◆ Aim of the exercise: Starting from the first line, set down the entire listing exactly.

◆ Supplied data:

//! Server activity summary and disk-space statistics.

use std::collections::BTreeMap;

use serde::{Deserialize, Serialize};
use serde_json::{Map, Value};

use crate::model::Model;
use crate::recording::{Recording, RecordingStatus};

/// Disk-space statistics from the `space` action.
#[derive(Debug, Clone, PartialEq, Serialize, Deserialize)]
#[serde(rename_all = "camelCase")]
pub struct SpaceStats {
    /// Total bytes on the recording volume.
    pub space_total: i64,
    /// Free bytes on the recording volume.
    pub space_free: i64,
    #[serde(flatten)]
    pub extra: Map<String, Value>,
}

/// Aggregate counts and space figures for one server.
#[derive(Debug, Clone, PartialEq, Serialize)]
pub struct Summary {
    pub total_models: usize,
    pub models_recording: usize,
    pub models_online: usize,
    pub models_paused: usize,
    pub models_marked_later: usize,
    pub total_recordings: usize,
    pub post_processing: usize,
    /// Used space, formatted in gigabytes with 3 decimal places.
    pub space_used: String,
    /// Free space, formatted in gigabytes with 3 decimal places.
    pub space_free: String,
}

/// Assemble a [`Summary`] from the raw listings.
pub fn build_summary(
    models: &BTreeMap<String, Model>,
    online_count: usize,
    recordings: &[Recording],
    space: &SpaceStats,
) -> Summary {
    Summary {
        total_models: models.len(),
        models_recording: recordings
            .iter()
            .filter(|r| r.status == RecordingStatus::Recording)
            .count(),
        models_online: online_count,
        models_paused: models.values().filter(|m| m.suspended()).count(),
        models_marked_later: models.values().filter(|m| m.marked_for_later()).count(),
        total_recordings: recordings.len(),
        post_processing: recordings
            .iter()
            .filter(|r| r.status == RecordingStatus::PostProcessing)
            .count(),
        space_used: format_gb(space.space_total - space.space_free),
        space_free: format_gb(space.space_free),
    }
}

/// Format a byte count as gigabytes with 3 decimal places.
fn format_gb(bytes: i64) -> String {
    format!("{:.3} GB", bytes as f64 / 1e9)
}

#[cfg(test)]
mod tests {
    use super::*;
    use serde_json::json;

    fn model(name: &str, later: bool, suspended: bool) -> (String, Model) {
        let m: Model = serde_json::from_value(json!({
            "type": "ctbrec.sites.camsite.CamSiteModel",
            "name": name,
            "url": format!("https://cam.example.com/{name}"),
            "markedForLater": later,
            "suspended": suspended,
        }))
        .unwrap();
        (format!("CamSite:{name}"), m)
    }

    fn recording(status: &str) -> Recording {
        serde_json::from_value(json!({"status": status, "pinned": false})).unwrap()
    }

    #[test]
    fn gigabyte_formatting() {
        assert_eq!(format_gb(1_500_000_000), "1.500 GB");
        assert_eq!(format_gb(0), "0.000 GB");
        assert_eq!(format_gb(123_456_789), "0.123 GB");
    }

    #[test]
    fn counts_and_space() {
        let models: BTreeMap<_, _> = [
            model("alice", false, true),
            model("bob", true, false),
            model("carol", false, false),
        ]
        .into_iter()
        .collect();
        let recordings = vec![
            recording("RECORDING"),
            recording("POST_PROCESSING"),
            recording("FINISHED"),
        ];
        let space: SpaceStats = serde_json::from_value(json!({
            "spaceTotal": 4_000_000_000_i64,
            "spaceFree": 1_000_000_000_i64,
        }))
        .unwrap();

        let summary = build_summary(&models, 2, &recordings, &space);
        assert_eq!(summary.total_models, 3);
        assert_eq!(summary.models_online, 2);
        assert_eq!(summary.models_recording, 1);
        assert_eq!(summary.models_paused, 1);
        assert_eq!(summary.models_marked_later, 1);
        assert_eq!(summary.total_recordings, 3);
        assert_eq!(summary.post_processing, 1);
        assert_eq!(summary.space_used, "3.000 GB");
        assert_eq!(summary.space_free, "1.000 GB");
    }
}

◆ Answer for this exercise:
//! Server activity summary and disk-space statistics.

use std::collections::BTreeMap;

use serde::{Deserialize, Serialize};
use serde_json::{Map, Value};

use crate::model::Model;
use crate::recording::{Recording, RecordingStatus};

/// Disk-space statistics from the `space` action.
#[derive(Debug, Clone, PartialEq, Serialize, Deserialize)]
#[serde(rename_all = "camelCase")]
pub struct SpaceStats {
    /// Total bytes on the recording volume.
    pub space_total: i64,
    /// Free bytes on the recording volume.
    pub space_free: i64,
    #[serde(flatten)]
    pub extra: Map<String, Value>,
}

/// Aggregate counts and space figures for one server.
#[derive(Debug, Clone, PartialEq, Serialize)]
pub struct Summary {
    pub total_models: usize,
    pub models_recording: usize,
    pub models_online: usize,
    pub models_paused: usize,
    pub models_marked_later: usize,
    pub total_recordings: usize,
    pub post_processing: usize,
    /// Used space, formatted in gigabytes with 3 decimal places.
    pub space_used: String,
    /// Free space, formatted in gigabytes with 3 decimal places.
    pub space_free: String,
}

/// Assemble a [`Summary`] from the raw listings.
pub fn build_summary(
    models: &BTreeMap<String, Model>,
    online_count: usize,
    recordings: &[Recording],
    space: &SpaceStats,
) -> Summary {
    Summary {
        total_models: models.len(),
        models_recording: recordings
            .iter()
            .filter(|r| r.status == RecordingStatus::Recording)
            .count(),
        models_online: online_count,
        models_paused: models.values().filter(|m| m.suspended()).count(),
        models_marked_later: models.values().filter(|m| m.marked_for_later()).count(),
        total_recordings: recordings.len(),
        post_processing: recordings
            .iter()
            .filter(|r| r.status == RecordingStatus::PostProcessing)
            .count(),
        space_used: format_gb(space.space_total - space.space_free),
        space_free: format_gb(space.space_free),
    }
}

/// Format a byte count as gigabytes with 3 decimal places.
fn format_gb(bytes: i64) -> String {
    format!("{:.3} GB", bytes as f64 / 1e9)
}

#[cfg(test)]
mod tests {
    use super::*;
    use serde_json::json;

    fn model(name: &str, later: bool, suspended: bool) -> (String, Model) {
        let m: Model = serde_json::from_value(json!({
            "type": "ctbrec.sites.camsite.CamSiteModel",
            "name": name,
            "url": format!("https://cam.example.com/{name}"),
            "markedForLater": later,
            "suspended": suspended,
        }))
        .unwrap();
        (format!("CamSite:{name}"), m)
    }

    fn recording(status: &str) -> Recording {
        serde_json::from_value(json!({"status": status, "pinned": false})).unwrap()
    }

    #[test]
    fn gigabyte_formatting() {
        assert_eq!(format_gb(1_500_000_000), "1.500 GB");
        assert_eq!(format_gb(0), "0.000 GB");
        assert_eq!(format_gb(123_456_789), "0.123 GB");
    }

    #[test]
    fn counts_and_space() {
        let models: BTreeMap<_, _> = [
            model("alice", false, true),
            model("bob", true, false),
            model("carol", false, false),
        ]
        .into_iter()
        .collect();
        let recordings = vec![
            recording("RECORDING"),
            recording("POST_PROCESSING"),
            recording("FINISHED"),
        ];
        let space: SpaceStats = serde_json::from_value(json!({
            "spaceTotal": 4_000_000_000_i64,
            "spaceFree": 1_000_000_000_i64,
        }))
        .unwrap();

        let summary = build_summary(&models, 2, &recordings, &space);
        assert_eq!(summary.total_models, 3);
        assert_eq!(summary.models_online, 2);
        assert_eq!(summary.models_recording, 1);
        assert_eq!(summary.models_paused, 1);
        assert_eq!(summary.models_marked_later, 1);
        assert_eq!(summary.total_recordings, 3);
        assert_eq!(summary.post_processing, 1);
        assert_eq!(summary.space_used, "3.000 GB");
        assert_eq!(summary.space_free, "1.000 GB");
    }
}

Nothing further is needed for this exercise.